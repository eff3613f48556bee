//! MDB Ingest Server
//!
//! A small HTTP ingestion endpoint that accepts JSON event payloads,
//! appends them to one durable collection on disk, and exposes read,
//! export and clear operations over it.
//!
//! # Modules
//!
//! - `types`: Record and Collection
//! - `event_store`: Whole-file, lock-serialized record persistence
//! - `api`: Axum routes, envelopes and error mapping
//! - `config`: Environment-driven server configuration
//! - `utils`: Atomic file writes and timestamps
//!
//! # Example
//!
//! ```no_run
//! use std::sync::Arc;
//! use mdb_ingest::{create_router, AppState, EventStore, EventStoreConfig};
//!
//! #[tokio::main]
//! async fn main() -> Result<(), Box<dyn std::error::Error + Send + Sync>> {
//!     let store = Arc::new(EventStore::open(EventStoreConfig::new("data"))?);
//!     let app = create_router(Arc::new(AppState::new(store, "mdb")), None);
//!     let listener = tokio::net::TcpListener::bind("0.0.0.0:3000").await?;
//!     axum::serve(listener, app).await?;
//!     Ok(())
//! }
//! ```

pub mod api;
pub mod config;
pub mod event_store;
pub mod types;
pub mod utils;

// Re-export commonly used items at crate root
pub use api::{create_router, AppState, GatewayError};
pub use config::{ConfigError, ServerConfig};
pub use event_store::{EventStore, EventStoreConfig, EventStoreError, EventStoreResult};
pub use types::{Collection, Record, RecordKind};

/// Library version
pub const VERSION: &str = env!("CARGO_PKG_VERSION");

/// Library name
pub const NAME: &str = env!("CARGO_PKG_NAME");
//! Atomic file operations
//!
//! Writes never replace the data file in place.
//!
//! # Pattern
//!
//! 1. Write to a temporary file (.tmp) next to the target
//! 2. Call sync_all() to flush to disk
//! 3. Rename temp file to final path (atomic on most filesystems)
//!
//! This ensures that the final file is either:
//! - The old version (if the write failed or crashed before rename)
//! - The new version (if rename completed)
//! - Never a partial/corrupted state

use std::fs::{self, File};
use std::io::{self, Write};
use std::path::{Path, PathBuf};

/// Path of the temp file used while replacing `path`
pub fn temp_path_for(path: &Path) -> PathBuf {
    let mut name = path
        .file_name()
        .map(|n| n.to_os_string())
        .unwrap_or_default();
    name.push(".tmp");
    path.with_file_name(name)
}

/// Atomically replace `path` with `content`
///
/// On error the temp file is removed and the previous content of `path`
/// is left untouched.
pub fn atomic_write<P: AsRef<Path>>(path: P, content: &[u8]) -> io::Result<()> {
    let path = path.as_ref();
    let temp_path = temp_path_for(path);

    let result = write_and_rename(&temp_path, path, content);
    if result.is_err() {
        let _ = fs::remove_file(&temp_path);
    }
    result
}

fn write_and_rename(temp_path: &Path, path: &Path, content: &[u8]) -> io::Result<()> {
    let mut file = File::create(temp_path)?;
    file.write_all(content)?;

    // Sync to disk (ensure data is durable)
    file.sync_all()?;
    drop(file);

    fs::rename(temp_path, path)
}

/// Move `from` aside to `backup`, replacing any previous backup
///
/// # Returns
///
/// * `Ok(true)` - File was moved
/// * `Ok(false)` - Source file doesn't exist
pub fn move_aside<P1, P2>(from: P1, backup: P2) -> io::Result<bool>
where
    P1: AsRef<Path>,
    P2: AsRef<Path>,
{
    let from = from.as_ref();
    let backup = backup.as_ref();

    if !from.exists() {
        return Ok(false);
    }
    if backup.exists() {
        fs::remove_file(backup)?;
    }
    fs::rename(from, backup)?;

    Ok(true)
}

/// Remove the temp file a crashed `atomic_write` may have left for `path`
///
/// Only the temp sibling of `path` is touched. Returns whether one existed.
pub fn remove_stale_temp<P: AsRef<Path>>(path: P) -> io::Result<bool> {
    let temp_path = temp_path_for(path.as_ref());

    match fs::remove_file(&temp_path) {
        Ok(()) => Ok(true),
        Err(e) if e.kind() == io::ErrorKind::NotFound => Ok(false),
        Err(e) => Err(e),
    }
}
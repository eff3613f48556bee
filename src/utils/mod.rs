//! Utility functions and helpers
//!
//! Atomic file replacement and timestamp formatting.

pub mod atomic;
pub mod time;

pub use atomic::{atomic_write, move_aside, remove_stale_temp};
pub use time::{file_timestamp, iso_timestamp};
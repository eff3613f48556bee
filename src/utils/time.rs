//! Timestamp helpers

use chrono::{SecondsFormat, Utc};

/// Current UTC time as ISO-8601 with millisecond precision (`2024-01-01T00:00:00.000Z`)
pub fn iso_timestamp() -> String {
    Utc::now().to_rfc3339_opts(SecondsFormat::Millis, true)
}

/// Current UTC time in a form safe for file names (`20240101T000000.000Z`)
pub fn file_timestamp() -> String {
    Utc::now().format("%Y%m%dT%H%M%S%.3fZ").to_string()
}
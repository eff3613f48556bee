//! Shared application state for request handlers

use std::sync::Arc;

use crate::event_store::EventStore;

/// State handed to every axum handler
pub struct AppState {
    /// The record store, constructed once at startup
    pub store: Arc<EventStore>,

    /// Name reported by the health endpoint
    pub server_name: String,
}

impl AppState {
    pub fn new(store: Arc<EventStore>, server_name: impl Into<String>) -> Self {
        Self {
            store,
            server_name: server_name.into(),
        }
    }
}
//! Data types for the MDB ingestion server

mod record;

pub use record::{is_truthy, Record, RecordKind};

/// The full ordered set of records, the unit of persistence
pub type Collection = Vec<Record>;
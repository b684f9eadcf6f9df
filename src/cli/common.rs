//! Shared clap argument groups for CLI commands.

use std::path::PathBuf;

use clap::{Args, ValueEnum};
use cardsheet::{CardFields, PageParams, RarityFields};

/// Input files plus the selection applied to them.
#[derive(Args, Debug)]
pub struct SelectionArgs {
    /// CSV files to ingest, in order; the first accepted file sets the columns.
    #[arg(required = true)]
    pub files: Vec<PathBuf>,
    /// 1-based indices of the files to use, e.g. `1,3` (default: all).
    #[arg(long = "only", value_delimiter = ',')]
    pub file_indices: Vec<usize>,
    /// Rows of the merged table to select, e.g. `1..10,25,40..$` (default: all).
    #[arg(long)]
    pub rows: Option<String>,
}

/// Sheet and card measurements, in inches.
#[derive(Args, Debug, Clone, Copy)]
pub struct PageArgs {
    /// Card edge length.
    #[arg(long, default_value_t = 1.6)]
    pub card_size: f32,
    /// Gap between cards and around the grid.
    #[arg(long, default_value_t = 0.3)]
    pub margin: f32,
    /// Coloured bleed around each card.
    #[arg(long, default_value_t = 0.125)]
    pub bleed: f32,
    #[arg(long, default_value_t = 8.5)]
    pub sheet_width: f32,
    #[arg(long, default_value_t = 11.0)]
    pub sheet_height: f32,
    /// Records laid out per batch.
    #[arg(long, default_value_t = 20)]
    pub batch_size: usize,
}

impl From<PageArgs> for PageParams {
    fn from(value: PageArgs) -> PageParams {
        PageParams {
            card_size: value.card_size,
            margin: value.margin,
            bleed: value.bleed,
            sheet_width: value.sheet_width,
            sheet_height: value.sheet_height,
            cards_per_batch: value.batch_size,
        }
    }
}

/// Column names used for scoring and card text.
#[derive(Args, Debug, Clone)]
pub struct FieldArgs {
    /// Column holding the card title.
    #[arg(long, default_value = "name")]
    pub subject_field: String,
    #[arg(long, default_value = "year")]
    pub year_field: String,
    /// Column holding a monetary value.
    #[arg(long, default_value = "value")]
    pub value_field: String,
    /// Column holding a grade such as `MS65` or `PF70`.
    #[arg(long, default_value = "grading")]
    pub grading_field: String,
}

impl FieldArgs {
    pub fn rarity(&self) -> RarityFields {
        RarityFields {
            year: self.year_field.clone(),
            value: self.value_field.clone(),
            grading: self.grading_field.clone(),
        }
    }

    pub fn card(&self) -> CardFields {
        CardFields {
            subject: self.subject_field.clone(),
            year: self.year_field.clone(),
        }
    }
}

/// Output container for rendered sheets.
#[derive(ValueEnum, Debug, Clone, Copy, PartialEq, Eq)]
pub enum OutputFormatArg {
    /// One multi-page PDF.
    Pdf,
    /// One PNG per sheet in a directory.
    Png,
}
□ □ □
REQUIRED WORK: Return exactly what appears above, from the first line of the entries to the line with "pub mod utils;", inclusive.

SOLUTION TO THIS PROBLEM:
repository eff3613f48556bee
//! MDB Ingest Server
//!
//! A small HTTP ingestion endpoint that accepts JSON event payloads,
//! appends them to one durable collection on disk, and exposes read,
//! export and clear operations over it.
//!
//! # Modules
//!
//! - `types`: Record and Collection
//! - `event_store`: Whole-file, lock-serialized record persistence
//! - `api`: Axum routes, envelopes and error mapping
//! - `config`: Environment-driven server configuration
//! - `utils`: Atomic file writes and timestamps
//!
//! # Example
//!
//! ```no_run
//! use std::sync::Arc;
//! use mdb_ingest::{create_router, AppState, EventStore, EventStoreConfig};
//!
//! #[tokio::main]
//! async fn main() -> Result<(), Box<dyn std::error::Error + Send + Sync>> {
//!     let store = Arc::new(EventStore::open(EventStoreConfig::new("data"))?);
//!     let app = create_router(Arc::new(AppState::new(store, "mdb")), None);
//!     let listener = tokio::net::TcpListener::bind("0.0.0.0:3000").await?;
//!     axum::serve(listener, app).await?;
//!     Ok(())
//! }
//! ```

pub mod api;
pub mod config;
pub mod event_store;
pub mod types;
pub mod utils;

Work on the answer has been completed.